Television has traditionally been a very audio and video rich environment. Over the last 30 years, standards evolved to permit limited access by people who are deaf or hard of hearing. The FCC has now mandated captioning for practically all television programming under Section 713 of the Communications Act.

While there are specifications for minimum size, color, position, etc. that provide a standardized mechanism for displaying that text, a large proportion of the information conveyed by audio is not conveyed by present text based closed captioning conventions. The bandwidth explosion that is evident for Web connectivity is also appearing for television. The bandwidth explosion that is evident for Web connectivity is also evolving in television as well, initially in limited form by various interactive television services now appearing on the consumer landscape. In addition, the conversion from analog to digital television will take over the next ten years. These new and future services provide an opportunity to re-visit how audio information is presented to viewers who are deaf or hard of hearing. We can now begin to explore the accessibility opportunities, that up until now, have remained in the computing domain.

Ryerson Polytechnic University and its partners are engaged in a project that is exploring new captioning conventions to convey the rich audio information that is frequently missed. This exploration is being made possible by the new multimedia and interactive TV set-top technologies.

Information Conveyed by Audio

Consider for a moment all the paralinguistic (non-text) information that a person receives when listening to speech and sounds. For example, tone of voice, inflection, rate of speech, the timing of responses, volume, the texture or fluency of speech, the unique identity of a voice, and accent, all convey semantics and contribute to our understanding of the “words” being presented. Music, sound effects and silence also contribute a great deal to the underlying mood and semantics of a scene. When one or more of these elements is missing, there can be a reduction or loss in our understanding which may in turn result in a reduction of our appreciation of a broad and varied genre of television, video and movie content.

Presently, Closed Captioning communicates the verbatim or paraphrased transcript of the spoken words. Music is labeled and a small descriptor identifies the tune or the type of music. Emotions may be labeled when very overt with a single descriptor such as "angrily" or "crying," or punctuation such as “!”. Background sounds may be described with one or two words when highly significant.

The audio channel can present a large amount of information in parallel, a single tone, a slight inflection can alter the interpretation of an entire conversation. In contrast, text is processed in a serial fashion. Normal conversation occurs at approximately 280 words per minute (reference). The preference for reading captions is 141 to 150 words per minute with many viewers not experiencing difficulty until captions reach 170 words per minute (Robson, 1997, Jensema, 1998). Robson (1997) reported that younger, literate children are comfortable reading 60 words per minute.

Text can therefore carry only a transcript of the spoken words because speaking speeds and reading speeds are inequitable. There is little or no room to describe with text the paralinguistic audio information (and it is traditionally not described). Information about emotions, music, sound effects must be inserted into the conversational pauses and is often not synchronized with the audio track. This robs the viewer of the full experience of the video. Conventional captioning is therefore analogous to having the music notation presented without the signatures and commentaries as a visual equivalent of listening to a full orchestra.

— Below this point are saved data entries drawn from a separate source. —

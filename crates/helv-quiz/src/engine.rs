//! Async orchestration of quiz rounds.
//!
//! The engine owns the optional current session, the repository handle, and
//! the RNG that shuffles each round. Transitions delegate to the pure
//! session methods; the engine's own job is the async edge (loading
//! targets), the per-start shuffle, and mapping "no session" onto the
//! `idle` phase for readers.

use std::sync::Arc;

use chrono::{DateTime, Utc};
use rand::rngs::StdRng;
use rand::SeedableRng;

use crate::map_context::MapContext;
use crate::model::{QuizMode, QuizTarget};
use crate::repository::{QuizError, QuizRepository};
use crate::session::{
    format_ms, shuffle_targets, QuizPhase, QuizSession, VisualFrame,
};

/// Driver for one player's quiz rounds.
pub struct QuizEngine {
    repository: Arc<dyn QuizRepository>,
    session: Option<QuizSession>,
    rng: StdRng,
}

impl QuizEngine {
    /// Engine with an entropy-seeded RNG.
    pub fn new(repository: Arc<dyn QuizRepository>) -> Self {
        Self::with_rng(repository, StdRng::from_entropy())
    }

    /// Engine with a caller-provided RNG, for deterministic shuffles in
    /// tests.
    pub fn with_rng(repository: Arc<dyn QuizRepository>, rng: StdRng) -> Self {
        Self {
            repository,
            session: None,
            rng,
        }
    }

    /// The modes the player can choose from.
    pub async fn modes(&self) -> Result<Vec<QuizMode>, QuizError> {
        self.repository.list_modes().await
    }

    /// Start a round for a mode: fresh session, targets loaded and
    /// shuffled.
    ///
    /// Never fails: a repository error is logged and turns the session
    /// terminal, and the player recovers by picking a mode again.
    pub async fn start_mode(&mut self, mode: QuizMode) {
        let mode_id = mode.id.clone();
        self.session = Some(QuizSession::start(mode));

        match self.repository.load_targets(&mode_id).await {
            Ok(mut targets) => {
                shuffle_targets(&mut targets, &mut self.rng);
                self.apply(|session| session.targets_loaded(targets));
            }
            Err(e) => {
                tracing::warn!(mode = %mode_id, error = %e, "failed to load quiz targets");
                self.apply(QuizSession::load_failed);
            }
        }
    }

    /// Begin the current round at `now`.
    pub fn begin(&mut self, now: DateTime<Utc>) {
        self.apply(|session| session.begin(now));
    }

    /// Process a map click at `now`.
    pub fn answer(&mut self, clicked: &str, now: DateTime<Utc>) {
        self.apply(|session| session.answer(clicked, now));
    }

    /// Toggle hint mode at `now`.
    pub fn toggle_hint(&mut self, now: DateTime<Utc>) {
        self.apply(|session| session.toggle_hint(now));
    }

    /// Re-run the current mode from scratch: fresh shuffle, fresh counters.
    /// No-op without an active session.
    pub async fn restart(&mut self) {
        let Some(mode) = self.session.as_ref().map(|session| session.mode.clone()) else {
            return;
        };
        self.start_mode(mode).await;
    }

    /// Abandon the round and return to mode selection.
    pub fn back_to_modes(&mut self) {
        self.session = None;
    }

    /// Current phase; `idle` when no round exists.
    pub fn phase(&self) -> QuizPhase {
        self.session
            .as_ref()
            .map_or(QuizPhase::Idle, |session| session.phase)
    }

    /// The current session, if a round exists.
    pub fn session(&self) -> Option<&QuizSession> {
        self.session.as_ref()
    }

    /// The question currently being asked.
    pub fn current_target(&self) -> Option<&QuizTarget> {
        self.session
            .as_ref()
            .and_then(QuizSession::current_target)
    }

    /// Map-rendering context for the current question.
    pub fn map_context(&self) -> Option<MapContext> {
        self.session.as_ref().map(|session| {
            MapContext::for_target(session.current_target(), &session.mode.start_scope_id)
        })
    }

    /// Progress label, `"0/0"` without a round.
    pub fn progress_label(&self) -> String {
        self.session
            .as_ref()
            .map_or_else(|| "0/0".to_string(), QuizSession::progress_label)
    }

    /// Elapsed round time at `now`, 0 without a round.
    pub fn elapsed_ms(&self, now: DateTime<Utc>) -> i64 {
        self.session
            .as_ref()
            .map_or(0, |session| session.elapsed_ms(now))
    }

    /// Elapsed round time as a zero-padded `MM:SS` label.
    pub fn time_label(&self, now: DateTime<Utc>) -> String {
        format_ms(self.elapsed_ms(now))
    }

    /// Derived map visuals at `now`.
    pub fn visuals_at(&self, now: DateTime<Utc>) -> VisualFrame {
        self.session
            .as_ref()
            .map_or_else(VisualFrame::default, |session| session.visuals_at(now))
    }

    fn apply(&mut self, transition: impl FnOnce(QuizSession) -> QuizSession) {
        if let Some(session) = self.session.take() {
            self.session = Some(transition(session));
        }
    }
}

// ---------------------------------------------------------------------------
// Tests
// ---------------------------------------------------------------------------

#[cfg(test)]
mod tests {
    use super::*;
    use async_trait::async_trait;
    use chrono::{Duration, TimeZone};
    use helv_core::{GeoId, GeoLevel};
    use helv_geodata::{DatasetKind, DatasetStore, FeatureCollection, MemoryDatasetSource};
    use serde_json::json;

    use crate::repository::{MemoryQuizRepository, CH_CANTONS_MODE_ID};

    fn canton_repository() -> Arc<MemoryQuizRepository> {
        let cantons: FeatureCollection = serde_json::from_value(json!({
            "features": [
                { "properties": { "id": 1, "name": "Zürich" } },
                { "properties": { "id": 2, "name": "Bern" } },
                { "properties": { "id": 3, "name": "Luzern" } }
            ]
        }))
        .unwrap();
        Arc::new(MemoryQuizRepository::new(Arc::new(DatasetStore::new(
            MemoryDatasetSource::new().with_dataset(DatasetKind::Cantons, cantons),
        ))))
    }

    async fn canton_mode(repository: &MemoryQuizRepository) -> QuizMode {
        repository
            .get_mode(CH_CANTONS_MODE_ID)
            .await
            .unwrap()
            .unwrap()
    }

    fn seeded_engine(seed: u64) -> QuizEngine {
        QuizEngine::with_rng(canton_repository(), StdRng::seed_from_u64(seed))
    }

    fn t0() -> DateTime<Utc> {
        Utc.with_ymd_and_hms(2024, 5, 1, 12, 0, 0).unwrap()
    }

    fn at(offset_ms: i64) -> DateTime<Utc> {
        t0() + Duration::milliseconds(offset_ms)
    }

    struct FailingRepository;

    #[async_trait]
    impl QuizRepository for FailingRepository {
        async fn list_modes(&self) -> Result<Vec<QuizMode>, QuizError> {
            Err(QuizError::Repository {
                reason: "backend offline".to_string(),
            })
        }

        async fn get_mode(&self, _mode_id: &str) -> Result<Option<QuizMode>, QuizError> {
            Err(QuizError::Repository {
                reason: "backend offline".to_string(),
            })
        }

        async fn load_targets(&self, _mode_id: &str) -> Result<Vec<QuizTarget>, QuizError> {
            Err(QuizError::Repository {
                reason: "backend offline".to_string(),
            })
        }
    }

    // ── starting rounds ──

    #[tokio::test]
    async fn idle_until_a_mode_is_started() {
        let engine = seeded_engine(1);

        assert_eq!(engine.phase(), QuizPhase::Idle);
        assert!(engine.session().is_none());
        assert_eq!(engine.progress_label(), "0/0");
        assert_eq!(engine.elapsed_ms(t0()), 0);
        assert_eq!(engine.time_label(t0()), "00:00");
        assert_eq!(engine.visuals_at(t0()), VisualFrame::default());
        assert!(engine.map_context().is_none());
    }

    #[tokio::test]
    async fn start_mode_loads_and_shuffles_targets() {
        let repository = canton_repository();
        let mode = canton_mode(&repository).await;
        let mut engine = QuizEngine::with_rng(repository, StdRng::seed_from_u64(1));

        engine.start_mode(mode).await;

        assert_eq!(engine.phase(), QuizPhase::Ready);
        let session = engine.session().unwrap();
        assert_eq!(session.targets.len(), 3);
        let mut names: Vec<&str> = session.targets.iter().map(|t| t.name.as_str()).collect();
        names.sort();
        assert_eq!(names, vec!["Bern", "Luzern", "Zürich"]);
    }

    #[tokio::test]
    async fn the_shuffle_is_deterministic_under_a_seeded_rng() {
        let repository = canton_repository();
        let mode = canton_mode(&repository).await;

        // The engine shuffles the sorted raw list with its own RNG; an
        // identically seeded RNG applied by hand must agree.
        let mut expected = repository.load_targets(CH_CANTONS_MODE_ID).await.unwrap();
        shuffle_targets(&mut expected, &mut StdRng::seed_from_u64(42));

        let mut engine = QuizEngine::with_rng(
            Arc::<MemoryQuizRepository>::clone(&repository),
            StdRng::seed_from_u64(42),
        );
        engine.start_mode(mode).await;

        assert_eq!(engine.session().unwrap().targets, expected);
    }

    #[tokio::test]
    async fn every_start_draws_a_fresh_shuffle() {
        let repository = canton_repository();
        let mode = canton_mode(&repository).await;

        let raw = repository.load_targets(CH_CANTONS_MODE_ID).await.unwrap();
        let mut rng = StdRng::seed_from_u64(7);
        let mut first_expected = raw.clone();
        shuffle_targets(&mut first_expected, &mut rng);
        let mut second_expected = raw.clone();
        shuffle_targets(&mut second_expected, &mut rng);

        let mut engine = QuizEngine::with_rng(
            Arc::<MemoryQuizRepository>::clone(&repository),
            StdRng::seed_from_u64(7),
        );
        engine.start_mode(mode.clone()).await;
        assert_eq!(engine.session().unwrap().targets, first_expected);

        engine.start_mode(mode).await;
        // The RNG advanced: the second round consumed the next draw.
        assert_eq!(engine.session().unwrap().targets, second_expected);
    }

    #[tokio::test]
    async fn unknown_mode_ends_in_an_empty_terminal_round() {
        let mut engine = seeded_engine(1);
        let mode = QuizMode {
            id: "moon-craters".to_string(),
            title: "Mondkrater".to_string(),
            description: "gibt es nicht".to_string(),
            start_scope_id: GeoId::country(),
        };

        engine.start_mode(mode).await;

        assert_eq!(engine.phase(), QuizPhase::Done);
        assert_eq!(engine.progress_label(), "0/0");
    }

    #[tokio::test]
    async fn repository_failure_turns_the_session_terminal() {
        let mut engine = QuizEngine::with_rng(
            Arc::new(FailingRepository),
            StdRng::seed_from_u64(1),
        );
        let mode = QuizMode {
            id: "ch-cantons".to_string(),
            title: "Kantone – Schweiz".to_string(),
            description: "Finde den richtigen Kanton auf der Karte".to_string(),
            start_scope_id: GeoId::country(),
        };

        engine.start_mode(mode).await;

        assert_eq!(engine.phase(), QuizPhase::Done);
        let session = engine.session().unwrap();
        assert!(session.targets.is_empty());
    }

    // ── playing through ──

    #[tokio::test]
    async fn a_full_round_flows_through_the_engine() {
        let repository = canton_repository();
        let mode = canton_mode(&repository).await;
        let mut engine = QuizEngine::with_rng(repository, StdRng::seed_from_u64(3));

        engine.start_mode(mode).await;
        engine.begin(t0());
        assert_eq!(engine.phase(), QuizPhase::Playing);
        assert_eq!(engine.progress_label(), "1/3");

        // Solve the three questions in whatever order the shuffle chose.
        let answers: Vec<String> = engine
            .session()
            .unwrap()
            .targets
            .iter()
            .map(|t| t.path[0].as_str().to_string())
            .collect();
        engine.answer(&answers[0], at(1_000));
        assert_eq!(engine.progress_label(), "2/3");
        engine.answer(&answers[1], at(2_000));
        engine.answer(&answers[2], at(62_000));

        assert_eq!(engine.phase(), QuizPhase::Done);
        let session = engine.session().unwrap();
        assert_eq!(session.correct_count, 3);
        assert_eq!(engine.progress_label(), "3/3");
        // Frozen at the final answer: 62 seconds.
        assert_eq!(engine.time_label(at(300_000)), "01:02");
    }

    #[tokio::test]
    async fn map_context_follows_the_current_question() {
        let repository = canton_repository();
        let mode = canton_mode(&repository).await;
        let mut engine = QuizEngine::with_rng(repository, StdRng::seed_from_u64(3));

        engine.start_mode(mode).await;
        engine.begin(t0());

        let context = engine.map_context().unwrap();
        assert_eq!(context.scope_id, GeoId::country());
        assert_eq!(context.level, GeoLevel::Country);
        assert_eq!(
            context.answer_id.as_ref(),
            engine.current_target().unwrap().answer_id(),
        );
    }

    // ── restart & abandon ──

    #[tokio::test]
    async fn restart_reruns_the_same_mode_fresh() {
        let repository = canton_repository();
        let mode = canton_mode(&repository).await;
        let mut engine = QuizEngine::with_rng(repository, StdRng::seed_from_u64(5));

        engine.start_mode(mode).await;
        engine.begin(t0());
        let answers: Vec<String> = engine
            .session()
            .unwrap()
            .targets
            .iter()
            .map(|t| t.path[0].as_str().to_string())
            .collect();
        for (i, answer) in answers.iter().enumerate() {
            engine.answer(answer, at((i as i64 + 1) * 1_000));
        }
        assert_eq!(engine.phase(), QuizPhase::Done);
        let finished_id = engine.session().unwrap().id;

        engine.restart().await;

        assert_eq!(engine.phase(), QuizPhase::Ready);
        let session = engine.session().unwrap();
        assert_ne!(session.id, finished_id);
        assert_eq!(session.mode.id, "ch-cantons");
        assert_eq!(session.correct_count, 0);
        assert_eq!(session.index, 0);
        assert_eq!(session.stopwatch, crate::session::Stopwatch::Idle);
    }

    #[tokio::test]
    async fn restart_without_a_session_is_a_no_op() {
        let mut engine = seeded_engine(1);
        engine.restart().await;
        assert_eq!(engine.phase(), QuizPhase::Idle);
        assert!(engine.session().is_none());
    }

    #[tokio::test]
    async fn back_to_modes_discards_the_round() {
        let repository = canton_repository();
        let mode = canton_mode(&repository).await;
        let mut engine = QuizEngine::with_rng(repository, StdRng::seed_from_u64(5));

        engine.start_mode(mode).await;
        engine.begin(t0());
        engine.back_to_modes();

        assert_eq!(engine.phase(), QuizPhase::Idle);
        assert!(engine.session().is_none());
        assert_eq!(engine.time_label(at(10_000)), "00:00");
        assert_eq!(engine.progress_label(), "0/0");
    }
}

Caption researchers have noted that various kinds of paralinguistic descriptions are often reduced to minimal descriptors or non-existent with the caption viewer wishing for this information, even at the risk of redundancy (Harkins, et. al., 1995). The difficulty is that there are practical limits to the amount of text-based description that can fit on the screen, that can be read by the user, that can be handled by conventional analog television. Using other methods, combined with text, or on their own, may overcome these limitations.

What Web TV Enables

WebTV and other set-top technologies significantly widen the TV pipeline, by combining World Wide Web with television broadcasting conventions. By inserting special signals throughout the broadcast, these systems deliver accompanying data from the Web. WebTV can manipulate The broadcast video can be manipulated with WebTV and other systems so that it appears as a frame within a specially designed Web page, complete with text, graphics, along with buttons and hypertext. Alternatively, a full television video may be overlayed with text and graphics. The iInteractivity incorporated with current set-top technologies allows for a variety of user preferences such as as well as navigation, and text entry. Barker (1998) suggests that there are many existing access strategies that can be used with WebTV (e.g., trainable remote controls, print enlargers, etc.). We believe that not only can existing access strategies be used with WebTV and other set-top technologies but that new strategies that enhance existing ones can be created. All of these features make this environment ideal for exploring enhanced multimedia captioning.

Uncharted Territory

Few conventions exist that would guide the translation of the paralinguistic qualities of audio into a visual format. One of the challenges of this project is to find and verify the conventions that do exist, determine how broadly they are held and determine how easily they can be extended. If no conventions exist for visually interpreting a type of audio information we must determine how we can build upon and extrapolate existing conventions so that they can become widely accepted.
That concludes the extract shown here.